# Exercise
From the data below, retype exactly the lines starting with the one that contains "seeded demo accounts." and ending with the one that contains "pub fn find_by_id(&self, id: &str)", both included.

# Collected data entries

------------------------------------

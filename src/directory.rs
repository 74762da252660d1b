//! In-memory user directory standing in for a real user store.
//!
//! Credentials are kept as plaintext keyed by email. This table only exists
//! because there is no backend; it must never be mistaken for a credential
//! store.

use std::collections::HashMap;

use time::OffsetDateTime;
use time::macros::datetime;

use crate::types::{Preferences, User};

/// Password shared by the seeded demo accounts.
pub const DEMO_PASSWORD: &str = "Password123";

#[derive(Debug, Clone, Default)]
pub struct Directory {
    users: Vec<User>,
    credentials: HashMap<String, String>,
}

impl Directory {
    #[must_use]
    pub fn new() -> Self {
        Self::default()
    }

    /// Directory pre-populated with the two demo accounts.
    #[must_use]
    pub fn seeded() -> Self {
        let mut dir = Self::new();
        dir.insert(
            User {
                id: "1".into(),
                name: "Xosé Manuel".into(),
                email: "xose@example.com".into(),
                phone: Some("+34 600 123 456".into()),
                avatar: Some("/avatars/xose.jpg".into()),
                join_date: datetime!(2024-01-15 10:30:00 UTC),
                preferences: Some(Preferences { newsletter: true, notifications: true }),
            },
            DEMO_PASSWORD,
        );
        dir.insert(
            User {
                id: "2".into(),
                name: "María do Campo".into(),
                email: "maria@example.com".into(),
                phone: Some("+34 600 789 012".into()),
                avatar: Some("/avatars/maria.jpg".into()),
                join_date: datetime!(2024-02-20 14:15:00 UTC),
                preferences: Some(Preferences { newsletter: false, notifications: true }),
            },
            DEMO_PASSWORD,
        );
        dir
    }

    #[must_use]
    pub fn len(&self) -> usize {
        self.users.len()
    }

    /// Exact-match lookup by email.
    #[must_use]
    pub fn find_by_email(&self, email: &str) -> Option<&User> {
        self.users.iter().find(|u| u.email == email)
    }

    #[must_use]
    pub fn find_by_id(&self, id: &str) -> Option<&User> {
        self.users.iter().find(|u| u.id == id)
    }

    #[must_use]
    pub fn password_for(&self, email: &str) -> Option<&str> {
        self.credentials.get(email).map(String::as_str)
    }

    /// Next sequential id: one past the current user count.
    #[must_use]
    pub fn next_id(&self) -> String {
        (self.users.len() + 1).to_string()
    }

    /// Append a user and its credential entry. Callers check email
    /// uniqueness first.
    pub fn insert(&mut self, user: User, password: &str) {
        self.credentials.insert(user.email.clone(), password.to_owned());
        self.users.push(user);
    }

    /// Build a new user record with default preferences and the next id.
    #[must_use]
    pub fn new_user(&self, name: &str, email: &str, phone: Option<String>, newsletter: bool) -> User {
        User {
            id: self.next_id(),
            name: name.to_owned(),
            email: email.to_owned(),
            phone,
            avatar: None,
            join_date: OffsetDateTime::now_utc(),
            preferences: Some(Preferences { newsletter, notifications: true }),
        }
    }
}

#[cfg(test)]
#[path = "directory_test.rs"]
mod tests;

------------------------------------

# Answer
/// Password shared by the seeded demo accounts.
pub const DEMO_PASSWORD: &str = "Password123";

#[derive(Debug, Clone, Default)]
pub struct Directory {
    users: Vec<User>,
    credentials: HashMap<String, String>,
}

impl Directory {
    #[must_use]
    pub fn new() -> Self {
        Self::default()
    }

    /// Directory pre-populated with the two demo accounts.
    #[must_use]
    pub fn seeded() -> Self {
        let mut dir = Self::new();
        dir.insert(
            User {
                id: "1".into(),
                name: "Xosé Manuel".into(),
                email: "xose@example.com".into(),
                phone: Some("+34 600 123 456".into()),
                avatar: Some("/avatars/xose.jpg".into()),
                join_date: datetime!(2024-01-15 10:30:00 UTC),
                preferences: Some(Preferences { newsletter: true, notifications: true }),
            },
            DEMO_PASSWORD,
        );
        dir.insert(
            User {
                id: "2".into(),
                name: "María do Campo".into(),
                email: "maria@example.com".into(),
                phone: Some("+34 600 789 012".into()),
                avatar: Some("/avatars/maria.jpg".into()),
                join_date: datetime!(2024-02-20 14:15:00 UTC),
                preferences: Some(Preferences { newsletter: false, notifications: true }),
            },
            DEMO_PASSWORD,
        );
        dir
    }

    #[must_use]
    pub fn len(&self) -> usize {
        self.users.len()
    }

    /// Exact-match lookup by email.
    #[must_use]
    pub fn find_by_email(&self, email: &str) -> Option<&User> {
        self.users.iter().find(|u| u.email == email)
    }

    #[must_use]
    pub fn find_by_id(&self, id: &str) -> Option<&User> {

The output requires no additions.